Return every line from the records below in which the word "never" is found.

*** Records shown Section Begins ***

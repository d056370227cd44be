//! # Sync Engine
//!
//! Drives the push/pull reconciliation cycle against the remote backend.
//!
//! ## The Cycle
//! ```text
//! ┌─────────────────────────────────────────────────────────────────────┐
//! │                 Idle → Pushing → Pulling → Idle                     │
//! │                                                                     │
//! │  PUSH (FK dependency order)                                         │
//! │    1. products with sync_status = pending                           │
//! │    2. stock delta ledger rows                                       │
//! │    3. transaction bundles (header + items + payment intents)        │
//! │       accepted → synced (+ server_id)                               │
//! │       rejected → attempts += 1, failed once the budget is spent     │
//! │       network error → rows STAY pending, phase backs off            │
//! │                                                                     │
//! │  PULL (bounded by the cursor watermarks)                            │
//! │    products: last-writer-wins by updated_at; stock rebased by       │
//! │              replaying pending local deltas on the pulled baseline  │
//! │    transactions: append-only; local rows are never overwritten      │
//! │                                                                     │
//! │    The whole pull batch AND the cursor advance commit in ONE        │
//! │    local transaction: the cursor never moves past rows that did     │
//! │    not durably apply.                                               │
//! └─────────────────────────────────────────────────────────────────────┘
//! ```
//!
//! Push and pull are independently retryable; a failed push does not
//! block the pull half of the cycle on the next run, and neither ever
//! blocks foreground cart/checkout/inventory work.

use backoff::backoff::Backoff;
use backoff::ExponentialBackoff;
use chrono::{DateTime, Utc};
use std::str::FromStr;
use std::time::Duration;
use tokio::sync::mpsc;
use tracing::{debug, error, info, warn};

*** Records shown Section Ends ***

### Finished exercise
//! │    transactions: append-only; local rows are never overwritten      │
//! │    local transaction: the cursor never moves past rows that did     │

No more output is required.